» **Task statement**:
Report back every line below that carries the word "base".

» **Data for this task**:
//! Integration tests for the XVM assembler.
//!
//! Tests cover:
//! - The sample programs (assemble, execute)
//! - Roundtrip properties (disassemble → assemble, assemble → disassemble → assemble)
//! - Error cases with line numbers

use num_bigint::BigInt;
use xvm_assembler::{assemble, assemble_line, disassemble, instruction_line, AsmError};
use xvm_common::{Instruction, Opcode, Program, Value, ENTRY_POINT};
use xvm_vm::{run, Debugger, NoInput, ScriptedInput, StopReason, Transcript, VM};

const FAST_POW: &str = include_str!("../../../tests/programs/fast_pow.xasm");
const BREAKPOINT: &str = include_str!("../../../tests/programs/breakpoint.xasm");
const FACTORIAL_JSON: &str = include_str!("../../../tests/programs/factorial.json");

fn run_fast_pow(base: i64, exponent: i64) -> Vec<Value> {
    let program = assemble(FAST_POW).unwrap();
    let out = Transcript::new();
    run(
        program,
        ScriptedInput::new([Value::from(base), Value::from(exponent)]),
        out.clone(),
    )
    .unwrap();
    out.values()
}

// ---- Sample programs ----

#[test]
fn fast_pow_assembles_into_two_functions() {
    let program = assemble(FAST_POW).unwrap();
    assert_eq!(program.functions.len(), 2);
    assert_eq!(program.entry().map(<[Instruction]>::len), Some(11));
    assert!(program.get("pow").is_some());
}

#[test]
fn fast_pow_results() {
    assert_eq!(run_fast_pow(2, 10), vec![Value::from(1024)]);
    assert_eq!(run_fast_pow(-2, 3), vec![Value::from(-8)]);
    assert_eq!(run_fast_pow(5, 0), vec![Value::from(1)]);
    let big: BigInt = "1267650600228229401496703205376".parse().unwrap();
    assert_eq!(run_fast_pow(2, 100), vec![Value::Int(big)]);
}

#[test]
fn breakpoint_program_under_debugger() {
    let out = Transcript::new();
    let mut dbg = Debugger::new(VM::new(NoInput, out.clone()));
    assert_eq!(dbg.load(assemble(BREAKPOINT).unwrap()).unwrap(), 6);

    let first = dbg.run().unwrap();
    assert_eq!((first.executed, first.stop), (1, StopReason::Breakpoint));
    let second = dbg.run().unwrap();
    assert_eq!(second.stop, StopReason::Completed);
    assert_eq!(out.values(), vec![Value::from(10)]);
}

#[test]
fn json_and_text_forms_agree() {
    let from_json = Program::from_json(FACTORIAL_JSON).unwrap();
    let text = disassemble(&from_json);
    assert_eq!(assemble(&text).unwrap(), from_json);

    let out = Transcript::new();
    run(from_json, NoInput, out.clone()).unwrap();
    let expected: BigInt = "15511210043330985984000000".parse().unwrap();
    assert_eq!(out.values(), vec![Value::Int(expected)]);
}

// ---- Roundtrip ----

#[test]
fn roundtrip_sample_programs() {
    for source in [FAST_POW, BREAKPOINT] {
        let first = assemble(source).unwrap();
        let canonical = disassemble(&first);
        let second = assemble(&canonical).unwrap();
        assert_eq!(first, second);
        // Canonical text is a fixed point.
        assert_eq!(disassemble(&second), canonical);
    }
}

#[test]
fn roundtrip_literal_kinds() {
    let program = Program::with_entry(vec![
        Instruction::with_arg(Opcode::LoadConst, 7),
        Instruction::with_arg(Opcode::LoadConst, 7.0),
        Instruction::with_arg(Opcode::LoadConst, "7"),
        Instruction::with_arg(Opcode::LoadConst, 1.5e300),
        Instruction::with_arg(Opcode::LoadConst, "tab\tquote\"slash\\newline\n"),
        Instruction::with_arg(Opcode::LoadConst, ""),
        Instruction::with_arg(Opcode::StoreVar, "semi;colon"),
        Instruction::with_arg(Opcode::LoadConst, Value::Int(BigInt::from(-1) << 200)),
    ]);
    assert_eq!(assemble(&disassemble(&program)).unwrap(), program);
}

#[test]
fn non_canonical_input_normalizes() {
    let loose = "  load_const   \"x\"  ; a comment\n\n\tstore_var \"y\"\n";
    let program = assemble(loose).unwrap();
    assert_eq!(disassemble(&program), "LOAD_CONST \"x\"\nSTORE_VAR y\n");
}

#[test]
fn instruction_line_matches_disassembly() {
    let instr = Instruction::with_arg(Opcode::Cjmp, "body");
    assert_eq!(instruction_line(&instr), "CJMP body");
    assert_eq!(assemble_line(&instruction_line(&instr)).unwrap(), Some(instr));
}

// ---- Errors ----

#[test]
fn reserved_entry_point_header() {
    let err = assemble(&format!("RET\n#{ENTRY_POINT}\nRET\n")).unwrap_err();
    assert_eq!(
        err,
        AsmError::ReservedFunctionName {
            line: 2,
            name: ENTRY_POINT.to_string()
        }
    );
}

#[test]
fn missing_argument_reports_line() {
    let err = assemble("LOAD_CONST 1\n#f\nJMP\n").unwrap_err();
    assert_eq!(
        err,
        AsmError::MissingArgument {
            line: 3,
            opcode: "JMP",
            expected: 1
        }
    );
}

#[test]
fn unterminated_string_reports_line() {
    let err = assemble("PRINT\nLOAD_CONST \"oops\n").unwrap_err();
    assert_eq!(err, AsmError::UnterminatedString { line: 2 });
}

#[test]
fn error_messages_are_readable() {
    let err = assemble("HALT\n").unwrap_err();
    assert_eq!(err.to_string(), "line 1: unknown opcode 'HALT'");
}
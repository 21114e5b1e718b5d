//! Input and output seams for the VM.
//!
//! INPUT_STRING / INPUT_NUMBER pull from an [`Input`]; PRINT pushes into an
//! [`Output`]. Both are plain traits with blanket impls for closures, so a
//! host can pass `|kind| ...` and `|value| ...` directly.

use std::cell::RefCell;
use std::collections::VecDeque;
use std::rc::Rc;

use xvm_common::Value;

/// What the requesting opcode expects to receive.
///
/// Sources that read untyped text (a terminal, a file) use this to decide
/// how to interpret a line. The VM checks the returned value regardless.
#[derive(Debug, Clone, Copy, PartialEq, Eq)]
pub enum InputKind {
    /// INPUT_STRING.
    Text,
    /// INPUT_NUMBER.
    Number,
}

/// Produces runtime values on demand.
pub trait Input {
    /// Read one value. An `Err` aborts the requesting instruction.
    fn read(&mut self, kind: InputKind) -> Result<Value, String>;
}

/// Consumes runtime values.
pub trait Output {
    fn write(&mut self, value: &Value);
}

impl<F> Input for F
where
    F: FnMut(InputKind) -> Result<Value, String>,
{
    fn read(&mut self, kind: InputKind) -> Result<Value, String> {
        self(kind)
    }
}

impl<F> Output for F
where
    F: FnMut(&Value),
{
    fn write(&mut self, value: &Value) {
        self(value)
    }
}

/// An input source with nothing to give.
#[derive(Debug, Default, Clone, Copy)]
pub struct NoInput;

impl Input for NoInput {
    fn read(&mut self, _kind: InputKind) -> Result<Value, String> {
        Err("no input source".to_string())
    }
}

/// An output sink that drops everything.
#[derive(Debug, Default, Clone, Copy)]
pub struct Discard;

impl Output for Discard {
    fn write(&mut self, _value: &Value) {}
}

/// Replays a fixed queue of values.
#[derive(Debug, Default, Clone)]
pub struct ScriptedInput {
    queue: VecDeque<Value>,
}

impl ScriptedInput {
    pub fn new(values: impl IntoIterator<Item = Value>) -> Self {
        Self {
            queue: values.into_iter().collect(),
        }
    }

    /// Values not yet consumed.
    pub fn remaining(&self) -> usize {
        self.queue.len()
    }
}

impl Input for ScriptedInput {
    fn read(&mut self, _kind: InputKind) -> Result<Value, String> {
        self.queue
            .pop_front()
            .ok_or_else(|| "input exhausted".to_string())
    }
}

/// Records everything written to it.
///
/// Clones share the same buffer, so one clone can be handed to the VM and
/// another kept by the host to read results back.
#[derive(Debug, Default, Clone)]
pub struct Transcript {
    values: Rc<RefCell<Vec<Value>>>,
}

impl Transcript {
    pub fn new() -> Self {
        Self::default()
    }

    /// Everything written so far.
    pub fn values(&self) -> Vec<Value> {
        self.values.borrow().clone()
    }

    /// The most recent value written.
    pub fn last(&self) -> Option<Value> {
        self.values.borrow().last().cloned()
    }
}

impl Output for Transcript {
    fn write(&mut self, value: &Value) {
        self.values.borrow_mut().push(value.clone());
    }
}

» **Written solution**:
fn run_fast_pow(base: i64, exponent: i64) -> Vec<Value> {
        ScriptedInput::new([Value::from(base), Value::from(exponent)]),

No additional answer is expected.